> [WHAT TO WORK ON] Only the opening lines of the listing, through the one with "reply is complete.", are to be retyped, each exactly as it stands.

--- --- ---

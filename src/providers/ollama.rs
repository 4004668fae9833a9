use anyhow::{Context, Result, anyhow};
use reqwest::{Client, Response};
use serde::de::DeserializeOwned;
use serde::{Deserialize, Serialize};
use std::io::Write;
use std::time::Duration;
use tracing::{debug, warn};

use crate::config::Config;
use crate::model::{ChatRequest, GenerationOptions, GenerationRequest, Message};
use crate::providers::http_errors::model_api_request_error;

const PREWARM_TIMEOUT: Duration = Duration::from_secs(2);

#[derive(Debug, Serialize)]
struct GenerateBody<'a> {
    model: &'a str,
    prompt: &'a str,
    stream: bool,
    keep_alive: &'a str,
    #[serde(skip_serializing_if = "Option::is_none")]
    options: Option<&'a GenerationOptions>,
}

#[derive(Debug, Serialize)]
struct ChatBody<'a> {
    model: &'a str,
    messages: &'a [Message],
    stream: bool,
    keep_alive: &'a str,
    options: &'a GenerationOptions,
}

#[derive(Debug, Deserialize)]
struct GenerateChunk {
    #[serde(default)]
    response: String,
    #[serde(default)]
    done: bool,
    error: Option<String>,
}

#[derive(Debug, Deserialize)]
struct ChatChunk {
    message: Option<ChatMessageResponse>,
    #[serde(default)]
    done: bool,
    error: Option<String>,
}

#[derive(Debug, Deserialize)]
struct ChatMessageResponse {
    #[serde(default)]
    content: String,
}

/// One JSON object of an Ollama reply, either whole or as an NDJSON line.
trait ReplyChunk: DeserializeOwned {
    /// Returns the text piece and whether the reply is complete.
    fn into_piece(self) -> Result<(String, bool)>;
}

impl ReplyChunk for GenerateChunk {
    fn into_piece(self) -> Result<(String, bool)> {
        if let Some(error) = self.error {
            return Err(anyhow!("Model API returned an error: {}", error));
        }
        Ok((self.response, self.done))
    }
}

impl ReplyChunk for ChatChunk {
    fn into_piece(self) -> Result<(String, bool)> {
        if let Some(error) = self.error {
            return Err(anyhow!("Model API returned an error: {}", error));
        }
        let content = self.message.map(|message| message.content).unwrap_or_default();
        Ok((content, self.done))
    }
}

fn endpoint_url(base_url: &str, path: &str) -> String {
    format!("{}/api/{}", base_url.trim_end_matches('/'), path)
}

pub fn generate_url(base_url: &str) -> String {
    endpoint_url(base_url, "generate")
}

pub fn chat_url(base_url: &str) -> String {
    endpoint_url(base_url, "chat")
}

/// Calls `/api/generate`. With `echo` the reply is streamed and every piece
/// is written to it as it arrives.
pub async fn generate(
    client: &Client,
    cfg: &Config,
    request: &GenerationRequest,
    echo: Option<&mut (dyn Write + Send)>,
) -> Result<String> {
    let api_url = generate_url(&cfg.model_base_url);
    let body = GenerateBody {
        model: &request.model,
        prompt: &request.prompt,
        stream: echo.is_some(),
        keep_alive: &cfg.keep_alive,
        options: Some(&request.options),
    };
    debug!(
        api_url = %api_url,
        model = %request.model,
        num_ctx = request.options.num_ctx,
        prompt_len = request.prompt.len(),
        stream = body.stream,
        "sending ollama generate request"
    );

    let response = post_json(client, cfg, &api_url, &body).await?;
    let text = match echo {
        Some(echo) => read_stream::<GenerateChunk>(response, cfg, &api_url, echo).await?,
        None => read_whole::<GenerateChunk>(response).await?,
    };
    debug!(
        model = %request.model,
        response_len = text.len(),
        "received ollama generate response"
    );
    Ok(text)
}

/// Calls `/api/chat` with the full message history.
pub async fn chat(
    client: &Client,
    cfg: &Config,
    request: &ChatRequest,
    echo: Option<&mut (dyn Write + Send)>,
) -> Result<String> {
    let api_url = chat_url(&cfg.model_base_url);
    let body = ChatBody {
        model: &request.model,
        messages: &request.messages,
        stream: echo.is_some(),
        keep_alive: &cfg.keep_alive,
        options: &request.options,
    };
    debug!(
        api_url = %api_url,
        model = %request.model,
        message_count = request.messages.len(),
        stream = body.stream,
        "sending ollama chat request"
    );

    let response = post_json(client, cfg, &api_url, &body).await?;
    let text = match echo {
        Some(echo) => read_stream::<ChatChunk>(response, cfg, &api_url, echo).await?,
        None => read_whole::<ChatChunk>(response).await?,
    };
    debug!(
        model = %request.model,
        response_len = text.len(),
        "received ollama chat response"
    );
    Ok(text)
}

/// Loads `model` into memory ahead of the first real request. Best effort.
pub async fn prewarm(client: &Client, cfg: &Config, model: &str) {
    let api_url = generate_url(&cfg.model_base_url);
    let body = GenerateBody {
        model,
        prompt: " ",
        stream: false,
        keep_alive: &cfg.keep_alive,
        options: None,
    };

    match client
        .post(&api_url)
        .json(&body)
        .timeout(PREWARM_TIMEOUT)
        .send()
        .await
    {
        Ok(response) => debug!(
            api_url = %api_url,
            model = %model,
            status = %response.status(),
            "prewarm request completed"
        ),
        Err(err) => debug!(
            api_url = %api_url,
            model = %model,
            error = %err,
            "prewarm request failed"
        ),
    }
}

async fn post_json<B: Serialize>(
    client: &Client,
    cfg: &Config,
    api_url: &str,
    body: &B,
) -> Result<Response> {
    let response = client
        .post(api_url)
        .json(body)
        .send()
        .await
        .map_err(|err| {
            warn!(api_url = %api_url, error = %err, "ollama request failed");
            model_api_request_error(err, api_url, cfg.model_timeout_secs)
        })?;

    if !response.status().is_success() {
        let status = response.status();
        let response_body = response
            .text()
            .await
            .unwrap_or_else(|_| "<failed to read response body>".to_string());
        warn!(
            api_url = %api_url,
            status = %status,
            response_body_len = response_body.len(),
            "ollama returned non-success status"
        );
        return Err(anyhow!(
            "Model request failed with status {}: {}",
            status,
            response_body
        ));
    }

    Ok(response)
}

async fn read_whole<C: ReplyChunk>(response: Response) -> Result<String> {
    let parsed: C = response
        .json()
        .await
        .context("Failed to parse model response")?;
    let (text, _) = parsed.into_piece()?;
    Ok(text)
}

async fn read_stream<C: ReplyChunk>(
    mut response: Response,
    cfg: &Config,
    api_url: &str,
    echo: &mut (dyn Write + Send),
) -> Result<String> {
    let mut decoder = LineDecoder::default();
    let mut text = String::new();

    while let Some(bytes) = response
        .chunk()
        .await
        .map_err(|err| model_api_request_error(err, api_url, cfg.model_timeout_secs))?
    {
        for line in decoder.push(&bytes) {
            if apply_line::<C>(&line, &mut text, echo)? {
                return Ok(text);
            }
        }
    }

    if let Some(line) = decoder.finish() {
        apply_line::<C>(&line, &mut text, echo)?;
    }
    Ok(text)
}

/// Feeds one NDJSON line into `text` and `echo`; returns true once `done`.
fn apply_line<C: ReplyChunk>(
    line: &str,
    text: &mut String,
    echo: &mut (dyn Write + Send),
) -> Result<bool> {
    let line = line.trim();
    if line.is_empty() {
        return Ok(false);
    }

    let chunk: C = serde_json::from_str(line).context("Failed to parse model stream chunk")?;
    let (piece, done) = chunk.into_piece()?;
    if !piece.is_empty() {
        echo.write_all(piece.as_bytes())
            .and_then(|_| echo.flush())
            .context("Failed to write model output")?;
        text.push_str(&piece);
    }
    Ok(done)
}

/// Splits a byte stream on `\n`, holding partial lines between chunks.
#[derive(Debug, Default)]
struct LineDecoder {
    buffer: Vec<u8>,
}

impl LineDecoder {
    fn push(&mut self, bytes: &[u8]) -> Vec<String> {
        self.buffer.extend_from_slice(bytes);

        let mut lines = Vec::new();
        while let Some(pos) = self.buffer.iter().position(|byte| *byte == b'\n') {
            let line: Vec<u8> = self.buffer.drain(..=pos).collect();
            lines.push(String::from_utf8_lossy(&line[..pos]).into_owned());
        }
        lines
    }

    fn finish(&mut self) -> Option<String> {
        let rest = std::mem::take(&mut self.buffer);
        let rest = String::from_utf8_lossy(&rest).into_owned();
        (!rest.trim().is_empty()).then_some(rest)
    }
}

--- --- ---

> [EXERCISE SOLUTION]
filename src/providers/ollama.rs
repository 4004668fae9833a9
use anyhow::{Context, Result, anyhow};
use reqwest::{Client, Response};
use serde::de::DeserializeOwned;
use serde::{Deserialize, Serialize};
use std::io::Write;
use std::time::Duration;
use tracing::{debug, warn};

use crate::config::Config;
use crate::model::{ChatRequest, GenerationOptions, GenerationRequest, Message};
use crate::providers::http_errors::model_api_request_error;

const PREWARM_TIMEOUT: Duration = Duration::from_secs(2);

#[derive(Debug, Serialize)]
struct GenerateBody<'a> {
    model: &'a str,
    prompt: &'a str,
    stream: bool,
    keep_alive: &'a str,
    #[serde(skip_serializing_if = "Option::is_none")]
    options: Option<&'a GenerationOptions>,
}

#[derive(Debug, Serialize)]
struct ChatBody<'a> {
    model: &'a str,
    messages: &'a [Message],
    stream: bool,
    keep_alive: &'a str,
    options: &'a GenerationOptions,
}

#[derive(Debug, Deserialize)]
struct GenerateChunk {
    #[serde(default)]
    response: String,
    #[serde(default)]
    done: bool,
    error: Option<String>,
}

#[derive(Debug, Deserialize)]
struct ChatChunk {
    message: Option<ChatMessageResponse>,
    #[serde(default)]
    done: bool,
    error: Option<String>,
}

#[derive(Debug, Deserialize)]
struct ChatMessageResponse {
    #[serde(default)]
    content: String,
}

/// One JSON object of an Ollama reply, either whole or as an NDJSON line.
trait ReplyChunk: DeserializeOwned {
    /// Returns the text piece and whether the reply is complete.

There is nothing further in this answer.